自社(A社)製品における相手方(B社)特許群の実施品の売上×仮想実施料率×自社(A社)特許群における当該職務発明に係る特許の価値割合

 

という式になるはずである。


 これに近い算定式を持つ規程を1社だけ見たことがあるが、あまり一般的ではないと思われる。


 「自社実施に関して実績補償を支払っているのだから、クロスライセンスで現金の出入りがなければ、重ねて補償金を支払う必要はないのではないか?」という疑問を持たれる方もいる。


 しかし、クロスライセンス契約に基づく相当の利益の算定は、あくまで相手方(B社)特許群の実施品の売上に基づくのであり、当該職務発明に係る特許の実施品の売上ではない。両者の範囲は、たまたま重なるかもしれないが、それは関係がない。自社実施に基づく実績補償では評価しきれていないのである。



 

 「クロスライセンス契約については、差額調整金が入れば補償しているが、差額調整金が入らないときは、補償しなくてよいのではないか?」という考えで運用している会社もある。



 例えば、自社(A社)はクロスライセンスの相手方(B社)から差額調整金として2000万円もらったので、普通のライセンス契約で2000万円の実施料収入があった場合と同じ扱いでよいではないかという話だが、それは違う。


 理論的に言うとこうだ。B社の特許群のA社における実施品の売上を調べ、仮想実施料率を乗じると、実はA社はB社に1億円を支払うべきであった。ところがB社はA社の特許群の実施により、1億2000万円を支払うべきである。よって差額調整金として2000万をB社は支払う。


 A社の特許群(職務発明に係る特許が含まれる)の価値は2000万円ではなく、1億2000万円なのだ。だからこの場合の算定は、


(自社(A社)製品における相手方(B社)特許群の実施品の売上×仮想実施料率+差額調整金)×自社(A社)特許群における当該職務発明に係る特許の価値割合

*自社(A社)製品における相手方(B社)特許群の実施品の売上×仮想実施料率=1億円


となるはずだ。


 逆に、自社(A社)が相手方(B社)に差額調整金として2000万円支払った場合はどうなるか。


 B社の特許群のA社における実施品の売上を調べ、仮想実施料率を乗じると、実はA社はB社に1億円を支払うべきであった。

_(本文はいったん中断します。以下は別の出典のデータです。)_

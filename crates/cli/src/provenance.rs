use anyhow::{Context, Result};
use serde_json::{json, Value};
use std::ffi::OsString;
use std::fs;
use std::panic::Location;
use std::path::{Path, PathBuf};
use std::process::Command;

/// What produced a layer file: engine name, effective params, run tags.
pub struct Payload {
    pub engine: String,
    pub params: Value,
    pub tags: Vec<String>,
}

impl Payload {
    pub fn new(engine: &str, params: Value) -> Self {
        Self {
            engine: engine.to_string(),
            params,
            tags: Vec::new(),
        }
    }
}

/// Write `<stem>.provenance.json` next to `artifact`.
#[track_caller]
pub fn write_sidecar<P: AsRef<Path>>(artifact: P, payload: Payload) -> Result<PathBuf> {
    let artifact = artifact.as_ref();
    let sidecar = provenance_path(artifact);
    if let Some(parent) = sidecar.parent() {
        if !parent.as_os_str().is_empty() {
            fs::create_dir_all(parent)
                .with_context(|| format!("creating provenance dir {}", parent.display()))?;
        }
    }

    let callsite = Location::caller();
    let doc = json!({
        "code_rev": current_git_rev(),
        "version": growth::VERSION,
        "callsite": {
            "file": callsite.file(),
            "line": callsite.line()
        },
        "engine": payload.engine,
        "tags": payload.tags,
        "params": payload.params,
        "outputs": [artifact.to_string_lossy()]
    });
    fs::write(&sidecar, serde_json::to_vec_pretty(&doc)?)
        .with_context(|| format!("writing {}", sidecar.display()))?;
    Ok(sidecar)
}

fn provenance_path(artifact: &Path) -> PathBuf {
    let mut name = artifact
        .file_stem()
        .map(|s| s.to_os_string())
        .unwrap_or_else(|| OsString::from("layers"));
    name.push(".provenance.json");
    artifact.with_file_name(name)
}

/// Commit hash from `GIT_COMMIT` (build time, then run time) or `git rev-parse`.
pub fn current_git_rev() -> String {
    let from_env = option_env!("GIT_COMMIT")
        .map(str::to_string)
        .or_else(|| std::env::var("GIT_COMMIT").ok())
        .filter(|rev| !rev.is_empty());
    if let Some(rev) = from_env {
        return rev;
    }
    Command::new("git")
        .args(["rev-parse", "HEAD"])
        .output()
        .ok()
        .filter(|output| output.status.success())
        .and_then(|output| String::from_utf8(output.stdout).ok())
        .map(|s| s.trim().to_string())
        .unwrap_or_else(|| "unknown".to_string())
}
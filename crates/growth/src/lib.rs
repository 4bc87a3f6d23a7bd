//! Iterative growth engines for procedural line-art.
//!
//! Three variants share one loop shape (iterate → perturb → accumulate):
//! - `branches`: trimmed curves sprouting flat square-spiral branches, offset
//!   and lifted layer by layer.
//! - `terrace`: inward-offset U outlines stacked into a ziggurat, with
//!   optional protrusions that grow their own downward mini-ziggurats.
//! - `attractor`: independent jittered walks from seed points toward a center.
//!
//! The `geom` module is the polyline kernel all three run on. Runs are
//! single-threaded, deterministic for a fixed seed, and never fail once
//! constructed: degenerate geometry ends a run early with a partial history.

pub mod attractor;
pub mod branches;
pub mod engine;
pub mod geom;
pub mod terrace;

/// Library version string.
pub const VERSION: &str = env!("CARGO_PKG_VERSION");

/// Common exports for quick imports in callers.
pub mod prelude {
    pub use crate::attractor::{AttractorGrowth, AttractorParams, Paths};
    pub use crate::branches::{grow_branch, BranchGrowth, BranchLayer, BranchParams, BranchSpec};
    pub use crate::engine::{Growth, GrowthEngine, GrowthError, ReplayToken, StopReason};
    pub use crate::geom::{
        join_curves, offset_curve, CornerStyle, GeomError, Polyline, JOIN_TOLERANCE,
        OFFSET_TOLERANCE,
    };
    pub use crate::terrace::{mini_ziggurat, TerraceGrowth, TerraceLayer, TerraceParams};
    pub use nalgebra::{Point3, Vector3};
}
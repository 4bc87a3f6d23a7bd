use nalgebra::{Rotation3, Unit, Vector3};

/// Below this norm a vector counts as zero.
const EPS_UNIT: f64 = 1e-12;

/// World up axis; all lifting and in-plane rotation happens about it.
#[inline]
pub fn up_axis() -> Unit<Vector3<f64>> {
    Vector3::z_axis()
}

/// Unit vector in the direction of `v`, or `None` when `v` is (numerically) zero.
#[inline]
pub fn unitize(v: Vector3<f64>) -> Option<Vector3<f64>> {
    let norm = v.norm();
    if !norm.is_finite() || norm <= EPS_UNIT {
        return None;
    }
    Some(v / norm)
}

/// Rotate `v` by `angle` radians about the up axis (counterclockwise seen from +Z).
#[inline]
pub fn rotate_about_z(v: Vector3<f64>, angle: f64) -> Vector3<f64> {
    Rotation3::from_axis_angle(&up_axis(), angle) * v
}

/// `tangent × up`: the in-plane vector 90° clockwise of `tangent`.
#[inline]
pub fn perpendicular(tangent: Vector3<f64>) -> Vector3<f64> {
    tangent.cross(&up_axis().into_inner())
}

ところがB社はA社の特許群の実施により、8000万円を支払うべきである。よって差額調整金として2000万をA社は支払った、ということだ。


 A社の特許群(職務発明に係る特許が含まれる)の価値は8000万円である。だからこの場合の算定は、


(自社(A社)製品における相手方(B社)特許群の実施品の売上×仮想実施料率-差額調整金)×自社(A社)特許群における当該職務発明に係る特許の価値割合

 *自社(A社)製品における相手方(B社)特許群の実施品の売上×仮想実施料率=1億円


となる。


 理論的に言うと以上のとおりである。


 しかし、そもそも裁判例の算定方式を踏襲しないと直ちに不合理ということでは、まったくない。このとおりの規定にしないといけないという意味ではなく、あくまで、裁判例の考え方に近い規定にしたいならこうなるということである。